L’accent mis sur les taux d’engagement reflète l’influence de Facebook, qui a transformé la publicité politique – tout comme la publicité commerciale – en une activité d’activation, de maintien d’une « économie de l’action ».24 Facebook ne vend pas aux annonceurs de simples espaces publicitaires, comme dans la presse écrite, afin de s’adresser de manière unidirectionnelle et uniforme à un large public ; il vend plutôt un certain résultat spécifique à un groupe, orchestré via l’algorithme du fil d’actualité, par exemple le nombre de visites sur une page web ou le nombre de « likes ». Ce processus est à la fois simple et automatisé : une fois qu’un annonceur a identifié ou segmenté un « groupe cible clé », Facebook recherche les profils qui présentent des préférences similaires à l’aide d’outils tels que « Custom » ou « Lookalike Audience ». Il génère ainsi des corrélations et cherche à initier, par le biais de produits de la plateforme tels que les publications sponsorisées ou (dans le passé) les publications cachées, ou encore par le biais de sondages ou de loteries, un processus qui génère des clics, des partages, des commentaires et donc un cycle constant de collecte d’informations. Dans le cas de la campagne MAGA, cela pouvait inclure des publicités pour un rassemblement, un « sondage officiel d’approbation » ou une tombola pour gagner une casquette MAGA, à laquelle toute personne intéressée pouvait participer en indiquant son numéro de téléphone et son adresse e-mail ou postale.25 De cette manière, l’équipe a accumulé des données qui lui ont permis de personnaliser son approche et de mieux coordonner les fonds, les investissements plus importants promettant un degré d’activité plus élevé.
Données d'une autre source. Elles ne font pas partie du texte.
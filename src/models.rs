use chrono::{DateTime, Utc};
use serde::{Deserialize, Serialize};
use sqlx::FromRow;
use std::fmt;
use std::str::FromStr;
use utoipa::ToSchema;
use uuid::Uuid;

use crate::errors::AppError;

// ============ Enumerations ============

/// Coarse quality bucket driving the price of a lead.
#[derive(
    Debug, Clone, Copy, PartialEq, Eq, Hash, Serialize, Deserialize, sqlx::Type, ToSchema,
)]
#[sqlx(type_name = "lead_tier", rename_all = "snake_case")]
#[serde(rename_all = "snake_case")]
pub enum LeadTier {
    Warm,
    Hot,
    Platinum,
}

impl LeadTier {
    /// Fixed list price in minor currency units.
    pub fn price_cents(self) -> i64 {
        match self {
            LeadTier::Warm => 2500,
            LeadTier::Hot => 4500,
            LeadTier::Platinum => 7500,
        }
    }

    pub fn as_str(self) -> &'static str {
        match self {
            LeadTier::Warm => "warm",
            LeadTier::Hot => "hot",
            LeadTier::Platinum => "platinum",
        }
    }
}

impl fmt::Display for LeadTier {
    fn fmt(&self, f: &mut fmt::Formatter<'_>) -> fmt::Result {
        f.write_str(self.as_str())
    }
}

impl FromStr for LeadTier {
    type Err = AppError;

    fn from_str(s: &str) -> Result<Self, Self::Err> {
        match s.trim().to_lowercase().as_str() {
            "warm" => Ok(LeadTier::Warm),
            "hot" => Ok(LeadTier::Hot),
            "platinum" => Ok(LeadTier::Platinum),
            other => Err(AppError::Validation(format!("Unknown tier '{}'", other))),
        }
    }
}

/// Lead lifecycle. Forward-only: a lead never returns to an earlier state.
#[derive(
    Debug, Clone, Copy, PartialEq, Eq, Hash, Serialize, Deserialize, sqlx::Type, ToSchema,
)]
#[sqlx(type_name = "lead_status", rename_all = "snake_case")]
#[serde(rename_all = "snake_case")]
pub enum LeadStatus {
    Available,
    BeingClaimed,
    Claimed,
}

impl LeadStatus {
    /// Whether the stored status may move from `self` to `next`.
    ///
    /// `BeingClaimed -> BeingClaimed` covers a fresh reservation replacing an
    /// expired one.
    pub fn can_transition_to(self, next: LeadStatus) -> bool {
        matches!(
            (self, next),
            (LeadStatus::Available, LeadStatus::BeingClaimed)
                | (LeadStatus::Available, LeadStatus::Claimed)
                | (LeadStatus::BeingClaimed, LeadStatus::BeingClaimed)
                | (LeadStatus::BeingClaimed, LeadStatus::Claimed)
        )
    }

    pub fn as_str(self) -> &'static str {
        match self {
            LeadStatus::Available => "available",
            LeadStatus::BeingClaimed => "being_claimed",
            LeadStatus::Claimed => "claimed",
        }
    }
}

impl fmt::Display for LeadStatus {
    fn fmt(&self, f: &mut fmt::Formatter<'_>) -> fmt::Result {
        f.write_str(self.as_str())
    }
}

// ============ Database Models ============

/// A sellable, scored contact opportunity derived from a call record.
#[derive(Debug, Clone, FromRow, Serialize, Deserialize, ToSchema)]
pub struct Lead {
    pub id: Uuid,
    pub tier: LeadTier,
    pub status: LeadStatus,
    pub price_cents: i64,
    /// Quality score in [0, 100].
    pub score: f64,
    pub city: Option<String>,
    pub region: Option<String>,
    pub summary: Option<String>,
    pub name: Option<String>,
    pub email: Option<String>,
    /// Digits only.
    pub phone: Option<String>,
    pub created_at: DateTime<Utc>,
}

impl Lead {
    /// Status as the rest of the system should see it: a reservation whose lock
    /// is gone or expired no longer holds the lead.
    pub fn effective_status(&self, lock: Option<&LeadLock>, now: DateTime<Utc>) -> LeadStatus {
        match self.status {
            LeadStatus::BeingClaimed if !lock.is_some_and(|l| l.is_live(now)) => {
                LeadStatus::Available
            }
            status => status,
        }
    }
}

/// Lead row as built by the ingestion pipeline, before the store assigns an id.
#[derive(Debug, Clone, PartialEq)]
pub struct NewLead {
    pub tier: LeadTier,
    pub price_cents: i64,
    pub score: f64,
    pub city: Option<String>,
    pub region: Option<String>,
    pub summary: Option<String>,
    pub name: Option<String>,
    pub email: Option<String>,
    pub phone: String,
    pub created_at: DateTime<Utc>,
}

#[derive(Debug, Clone, FromRow, Serialize, Deserialize, ToSchema)]
pub struct LeadPhoto {
    pub id: Uuid,
    pub lead_id: Uuid,
    pub url: String,
    pub is_primary: bool,
}

/// Private call details. Only the clinic that bought the lead may read these.
#[derive(Debug, Clone, FromRow, Serialize, Deserialize, ToSchema)]
pub struct LeadMetadata {
    pub lead_id: Uuid,
    pub transcript: String,
    pub call_summary: String,
    pub call_direction: String,
    pub created_at: DateTime<Utc>,
}

#[derive(Debug, Clone, PartialEq)]
pub struct NewLeadMetadata {
    pub transcript: String,
    pub call_summary: String,
    pub call_direction: String,
}

/// A subscriber (buyer) of leads, one-to-one with an external identity.
#[derive(Debug, Clone, FromRow, Serialize, Deserialize, ToSchema)]
pub struct Clinic {
    pub id: Uuid,
    /// Identity reference issued by the authentication provider.
    pub external_id: String,
    pub clinic_name: String,
    pub email: Option<String>,
    pub phone: Option<String>,
    pub logo_url: Option<String>,
    pub location: Option<String>,
    pub created_at: DateTime<Utc>,
}

/// Values used when a clinic record has to be created lazily.
#[derive(Debug, Clone)]
pub struct NewClinic {
    pub external_id: String,
    pub clinic_name: String,
    pub email: Option<String>,
}

/// Partial profile update. Absent fields are left untouched.
#[derive(Debug, Clone, Default, Deserialize, ToSchema)]
pub struct ClinicUpdate {
    pub clinic_name: Option<String>,
    pub email: Option<String>,
    pub phone: Option<String>,
    pub logo_url: Option<String>,
    pub location: Option<String>,
}

impl ClinicUpdate {
    pub fn validate(&self) -> Result<(), AppError> {
        if let Some(name) = &self.clinic_name {
            if name.trim().is_empty() {
                return Err(AppError::Validation(
                    "clinic_name cannot be empty".to_string(),
                ));
            }
        }
        if let Some(email) = &self.email {
            if !email.is_empty() && !email.contains('@') {
                return Err(AppError::Validation(format!("Invalid email '{}'", email)));
            }
        }
        Ok(())
    }
}

pub const CLAIM_STATUS_SUCCEEDED: &str = "succeeded";

/// Record of a completed purchase. Immutable once written.
#[derive(Debug, Clone, FromRow, Serialize, Deserialize, ToSchema)]
pub struct LeadClaim {
    pub id: Uuid,
    pub lead_id: Uuid,
    pub clinic_id: Uuid,
    pub amount_cents: i64,
    pub tax_cents: i64,
    pub fee_cents: i64,
    pub total_cents: i64,
    pub status: String,
    pub created_at: DateTime<Utc>,
}

impl LeadClaim {
    pub fn succeeded(&self) -> bool {
        self.status == CLAIM_STATUS_SUCCEEDED
    }
}

/// Short-lived reservation backing the `being_claimed` status.
#[derive(Debug, Clone, FromRow, Serialize, Deserialize, ToSchema)]
pub struct LeadLock {
    pub lead_id: Uuid,
    /// Clinic id of the holder.
    pub locked_by: Uuid,
    pub locked_at: DateTime<Utc>,
    pub expires_at: DateTime<Utc>,
}

impl LeadLock {
    pub fn is_live(&self, now: DateTime<Utc>) -> bool {
        self.expires_at > now
    }
}

/// Everything the store knows about one lead, as read in one go.
#[derive(Debug, Clone)]
pub struct LeadRecord {
    pub lead: Lead,
    pub photos: Vec<LeadPhoto>,
    pub claim: Option<LeadClaim>,
    pub lock: Option<LeadLock>,
}

impl LeadRecord {
    /// Clinic holding the succeeded claim, if any.
    pub fn owner(&self) -> Option<Uuid> {
        self.claim
            .as_ref()
            .filter(|c| c.succeeded())
            .map(|c| c.clinic_id)
    }
}

/// Listing filter, mirroring the dashboard tabs.
#[derive(Debug, Clone, Copy, PartialEq, Eq)]
pub enum LeadFilter {
    All,
    Tier(LeadTier),
    /// Leads claimed by the requesting clinic.
    ClaimedBy(Uuid),
}

/// Aggregates for the subscriber dashboard.
#[derive(Debug, Clone, Default, PartialEq, Serialize, Deserialize, ToSchema)]
pub struct DashboardStats {
    pub new_leads_24h: i64,
    pub available_now: i64,
    pub average_score: f64,
    /// Sum of list prices of claimed leads.
    pub total_revenue_cents: i64,
}

impl DashboardStats {
    pub fn from_records(records: &[LeadRecord], now: DateTime<Utc>) -> Self {
        let since = now - chrono::Duration::hours(24);
        let total = records.len();

        let average_score = if total > 0 {
            records.iter().map(|r| r.lead.score).sum::<f64>() / total as f64
        } else {
            0.0
        };

        Self {
            new_leads_24h: records
                .iter()
                .filter(|r| r.lead.created_at > since)
                .count() as i64,
            available_now: records
                .iter()
                .filter(|r| {
                    r.lead.effective_status(r.lock.as_ref(), now) == LeadStatus::Available
                })
                .count() as i64,
            average_score,
            total_revenue_cents: records
                .iter()
                .filter(|r| r.lead.status == LeadStatus::Claimed)
                .map(|r| r.lead.price_cents)
                .sum(),
        }
    }
}

// ============ API Views ============

#[derive(Debug, Clone, Serialize, Deserialize, ToSchema)]
pub struct PhotoView {
    pub id: Uuid,
    pub is_primary: bool,
    /// Withheld until the viewer owns the lead.
    pub url: Option<String>,
}

/// Lead as shown to one particular clinic.
///
/// Contact fields and photo URLs are only present when `contact_visible` is
/// true, i.e. the viewer holds the succeeded claim.
#[derive(Debug, Clone, Serialize, Deserialize, ToSchema)]
pub struct LeadView {
    pub id: Uuid,
    pub tier: LeadTier,
    pub status: LeadStatus,
    pub price_cents: i64,
    pub score: f64,
    pub city: Option<String>,
    pub region: Option<String>,
    pub summary: Option<String>,
    pub name: Option<String>,
    pub email: Option<String>,
    pub phone: Option<String>,
    pub photos: Vec<PhotoView>,
    pub contact_visible: bool,
    pub created_at: DateTime<Utc>,
}

impl LeadView {
    pub fn for_viewer(record: &LeadRecord, viewer: Option<Uuid>, now: DateTime<Utc>) -> Self {
        let lead = &record.lead;
        let visible = viewer.is_some() && record.owner() == viewer;

        let (name, email, phone) = if visible {
            (lead.name.clone(), lead.email.clone(), lead.phone.clone())
        } else {
            (
                lead.name.as_deref().map(mask_name),
                lead.email.as_deref().map(mask_email),
                lead.phone.as_deref().map(mask_phone),
            )
        };

        Self {
            id: lead.id,
            tier: lead.tier,
            status: lead.effective_status(record.lock.as_ref(), now),
            price_cents: lead.price_cents,
            score: lead.score,
            city: lead.city.clone(),
            region: lead.region.clone(),
            summary: lead.summary.clone(),
            name,
            email,
            phone,
            photos: record
                .photos
                .iter()
                .map(|p| PhotoView {
                    id: p.id,
                    is_primary: p.is_primary,
                    url: visible.then(|| p.url.clone()),
                })
                .collect(),
            contact_visible: visible,
            created_at: lead.created_at,
        }
    }
}

/// "Sarah" -> "S****"
pub fn mask_name(name: &str) -> String {
    let mut chars = name.trim().chars();
    match chars.next() {
        Some(first) => format!("{}{}", first, "*".repeat(chars.count().max(3))),
        None => String::new(),
    }
}

/// "sarah@clinic.ca" -> "s***@clinic.ca"
pub fn mask_email(email: &str) -> String {
    match email.split_once('@') {
        Some((local, domain)) => {
            let first = local.chars().next().map(String::from).unwrap_or_default();
            format!("{}***@{}", first, domain)
        }
        None => "***".to_string(),
    }
}

/// Keeps the area code, which the city/region already reveals.
pub fn mask_phone(phone: &str) -> String {
    let digits: String = phone.chars().filter(|c| c.is_ascii_digit()).collect();
    if digits.len() >= 3 {
        format!("{}-***-****", &digits[..3])
    } else {
        "***-***-****".to_string()
    }
}

// ============ Request / Response Models ============

#[derive(Debug, Clone, Deserialize, ToSchema)]
pub struct ClaimRequest {
    #[serde(default, alias = "leadId")]
    pub lead_id: String,
}

#[derive(Debug, Clone, Serialize, Deserialize, ToSchema)]
pub struct PriceBreakdownView {
    pub amount_cents: i64,
    pub tax_cents: i64,
    pub fee_cents: i64,
    pub total_cents: i64,
}

#[derive(Debug, Clone, Serialize, Deserialize, ToSchema)]
pub struct ClaimResponse {
    pub success: bool,
    pub clinic_id: Uuid,
    pub claim_id: Uuid,
    pub pricing: PriceBreakdownView,
}

#[derive(Debug, Clone, Serialize, Deserialize, ToSchema)]
pub struct ReservationResponse {
    pub lead_id: Uuid,
    pub status: LeadStatus,
    pub expires_at: DateTime<Utc>,
}

#[derive(Debug, Clone, Deserialize)]
pub struct LeadListQuery {
    pub filter: Option<String>,
}
use crate::errors::AppError;
use std::time::Duration;

/// Client for downloading the call log feed.
#[derive(Clone)]
pub struct FeedClient {
    client: reqwest::Client,
    url: String,
}

impl FeedClient {
    /// Creates a new `FeedClient`.
    ///
    /// # Arguments
    ///
    /// * `url` - Location of the CSV export.
    /// * `timeout` - Upper bound for one whole fetch.
    pub fn new(url: String, timeout: Duration) -> Result<Self, AppError> {
        let client = reqwest::Client::builder()
            .timeout(timeout)
            .build()
            .map_err(|e| {
                AppError::InternalError(format!("Failed to create feed client: {}", e))
            })?;

        Ok(Self { client, url })
    }

    pub fn url(&self) -> &str {
        &self.url
    }

    /// Fetches the raw feed text.
    ///
    /// # Returns
    ///
    /// * `Result<String, AppError>` - The body, or `UpstreamFetch` on any
    ///   transport failure or non-success status.
    pub async fn fetch(&self) -> Result<String, AppError> {
        tracing::debug!("Fetching feed: {}", self.url);

        let response = self
            .client
            .get(&self.url)
            .header("Accept", "text/csv")
            .send()
            .await
            .map_err(|e| AppError::UpstreamFetch(format!("Feed request failed: {}", e)))?;

        if !response.status().is_success() {
            let status = response.status();
            let error_text = response
                .text()
                .await
                .unwrap_or_else(|_| "Unknown error".to_string());
            return Err(AppError::UpstreamFetch(format!(
                "Feed returned {}: {}",
                status,
                error_text.chars().take(200).collect::<String>()
            )));
        }

        response
            .text()
            .await
            .map_err(|e| AppError::UpstreamFetch(format!("Failed to read feed body: {}", e)))
    }
}
//! Persistence for leads, clinics, claims and reservations.
//!
//! Both backends enforce the same rules: one lead per phone, forward-only
//! status, and at most one succeeded claim per lead. The claim and reserve
//! operations run their check-and-write as one atomic unit.

use async_trait::async_trait;
use chrono::{DateTime, Utc};
use uuid::Uuid;

use crate::config::PricingConfig;
use crate::errors::AppError;
use crate::models::{
    Clinic, ClinicUpdate, DashboardStats, LeadClaim, LeadFilter, LeadLock, LeadMetadata,
    LeadRecord, NewClinic, NewLead, NewLeadMetadata,
};

pub mod memory;
pub mod postgres;

pub use memory::MemoryStore;
pub use postgres::PgLeadStore;

/// Outcome of writing a freshly ingested lead.
#[derive(Debug, Clone, Copy, PartialEq, Eq)]
pub enum InsertOutcome {
    Created(Uuid),
    /// Another lead already holds this phone.
    Duplicate,
}

#[async_trait]
pub trait LeadStore: Send + Sync {
    /// Whether a lead with this digits-only phone exists.
    async fn phone_exists(&self, phone: &str) -> Result<bool, AppError>;

    /// Write the lead, its primary photo and its metadata in one transaction.
    async fn insert_lead(
        &self,
        lead: NewLead,
        photo_url: String,
        metadata: NewLeadMetadata,
    ) -> Result<InsertOutcome, AppError>;

    async fn get_lead(&self, lead_id: Uuid) -> Result<Option<LeadRecord>, AppError>;

    /// Newest first.
    async fn list_leads(&self, filter: LeadFilter) -> Result<Vec<LeadRecord>, AppError>;

    async fn lead_metadata(&self, lead_id: Uuid) -> Result<Option<LeadMetadata>, AppError>;

    async fn find_clinic(&self, external_id: &str) -> Result<Option<Clinic>, AppError>;

    /// Return the clinic for `external_id`, creating it if missing.
    async fn upsert_clinic(&self, clinic: NewClinic) -> Result<Clinic, AppError>;

    async fn update_clinic(&self, clinic_id: Uuid, update: ClinicUpdate)
        -> Result<Clinic, AppError>;

    /// Atomically check claimability, record the claim and mark the lead claimed.
    async fn claim_lead(
        &self,
        lead_id: Uuid,
        clinic_id: Uuid,
        pricing: &PricingConfig,
        now: DateTime<Utc>,
    ) -> Result<LeadClaim, AppError>;

    /// Place or refresh a reservation and mark the lead `being_claimed`.
    async fn reserve_lead(
        &self,
        lead_id: Uuid,
        clinic_id: Uuid,
        expires_at: DateTime<Utc>,
        now: DateTime<Utc>,
    ) -> Result<LeadLock, AppError>;

    /// Drop the clinic's own reservation. Returns whether one was removed.
    async fn release_lead(&self, lead_id: Uuid, clinic_id: Uuid) -> Result<bool, AppError>;

    async fn dashboard_stats(&self, now: DateTime<Utc>) -> Result<DashboardStats, AppError>;

    async fn health_check(&self) -> Result<(), AppError>;
}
Dans la plupart des cas, les publicités étaient conçues pour afficher – comme il est courant dans une « culture numérique entre surproduction et recombinaison »26 – des contenus légèrement différents, mais toujours personnalisés. L’objectif était de susciter un engagement phatique durable parmi les partisans de Trump. La conception des publicités et les thèmes abordés reposaient davantage sur un travail automatisé que sur des compétences rédactionnelles ; elles étaient basées sur les profils, les préférences et les caractéristiques des utilisateurs, ce qui a permis de les diffuser dans les fils d’actualité respectifs de manière fragmentée mais néanmoins standardisée. Au total, la campagne de Trump a diffusé environ 5,9 millions de variantes de publicités sur Facebook en 2016, contre 66 000 pour la campagne de Clinton. Dans le même temps, 84 % des publicités incitaient les électeurs à agir d’une manière ou d’une autre (par exemple, faire un don), alors que seulement la moitié environ des publicités de Clinton mettaient l’accent sur ce type de demande.27 L’essentiel du travail de CA consistait en une campagne numérique assez conventionnelle : l’entreprise n’avait pas besoin de procéder à un screening psychographique de l’électorat pour communiquer ses messages de campagne. En effet, CA s’est largement appuyée sur les mécanismes publicitaires de plateformes telles que Facebook, leurs modes de segmentation démographique et leurs services permettant de créer un bruit de fond permanent spécifique à un groupe cible.28 Outre ces boucles de rétroaction informative, qui visaient à créer « un climat de conformité »,29 CA s’est également attachée à alimenter une polarisation programmatique fondée sur la manipulation des affects.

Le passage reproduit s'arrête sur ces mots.